• YOUR TASK: All lines below containing the string "enabled" are to be copied.

+++ INPUT RECORDS

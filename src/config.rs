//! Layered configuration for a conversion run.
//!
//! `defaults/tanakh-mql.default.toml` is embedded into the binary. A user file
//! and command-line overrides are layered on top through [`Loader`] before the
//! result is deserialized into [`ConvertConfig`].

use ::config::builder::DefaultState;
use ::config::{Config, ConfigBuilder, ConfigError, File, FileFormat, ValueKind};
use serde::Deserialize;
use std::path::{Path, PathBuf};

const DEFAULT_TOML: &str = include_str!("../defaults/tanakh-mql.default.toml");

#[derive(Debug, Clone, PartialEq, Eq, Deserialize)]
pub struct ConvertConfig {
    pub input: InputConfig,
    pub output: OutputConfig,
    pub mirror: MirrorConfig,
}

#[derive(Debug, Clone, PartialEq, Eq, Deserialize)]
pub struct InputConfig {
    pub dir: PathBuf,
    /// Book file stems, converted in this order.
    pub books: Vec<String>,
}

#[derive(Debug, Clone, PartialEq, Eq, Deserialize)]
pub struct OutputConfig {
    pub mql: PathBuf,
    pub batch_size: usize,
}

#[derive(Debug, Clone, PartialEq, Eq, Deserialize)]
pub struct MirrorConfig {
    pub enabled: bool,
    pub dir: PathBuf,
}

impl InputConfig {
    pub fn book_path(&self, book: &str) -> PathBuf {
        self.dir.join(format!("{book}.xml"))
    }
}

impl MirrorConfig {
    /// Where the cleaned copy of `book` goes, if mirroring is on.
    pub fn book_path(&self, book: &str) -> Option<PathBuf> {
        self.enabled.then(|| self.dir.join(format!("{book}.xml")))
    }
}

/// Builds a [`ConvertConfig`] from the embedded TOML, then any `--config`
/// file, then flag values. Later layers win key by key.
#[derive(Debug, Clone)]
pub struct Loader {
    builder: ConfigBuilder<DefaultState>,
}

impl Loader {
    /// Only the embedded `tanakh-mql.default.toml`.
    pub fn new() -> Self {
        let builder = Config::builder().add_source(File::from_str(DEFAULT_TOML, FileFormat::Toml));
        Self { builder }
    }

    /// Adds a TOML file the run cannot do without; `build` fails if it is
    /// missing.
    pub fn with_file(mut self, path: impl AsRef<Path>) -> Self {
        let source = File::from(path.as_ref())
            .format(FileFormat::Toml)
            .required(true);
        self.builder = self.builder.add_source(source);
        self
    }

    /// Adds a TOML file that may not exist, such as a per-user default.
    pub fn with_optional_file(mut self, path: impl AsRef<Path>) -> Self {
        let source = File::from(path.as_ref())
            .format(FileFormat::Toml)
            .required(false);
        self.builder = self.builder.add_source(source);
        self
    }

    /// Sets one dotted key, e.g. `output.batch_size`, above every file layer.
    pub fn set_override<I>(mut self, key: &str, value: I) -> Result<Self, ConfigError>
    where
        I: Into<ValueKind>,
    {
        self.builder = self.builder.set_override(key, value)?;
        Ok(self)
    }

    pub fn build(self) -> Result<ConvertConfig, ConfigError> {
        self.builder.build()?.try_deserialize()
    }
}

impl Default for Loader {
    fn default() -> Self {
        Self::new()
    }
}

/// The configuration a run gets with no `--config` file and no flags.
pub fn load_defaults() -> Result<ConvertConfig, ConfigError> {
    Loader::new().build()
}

++++++

• EXPECTED ANSWER:
    pub enabled: bool,
        self.enabled.then(|| self.dir.join(format!("{book}.xml")))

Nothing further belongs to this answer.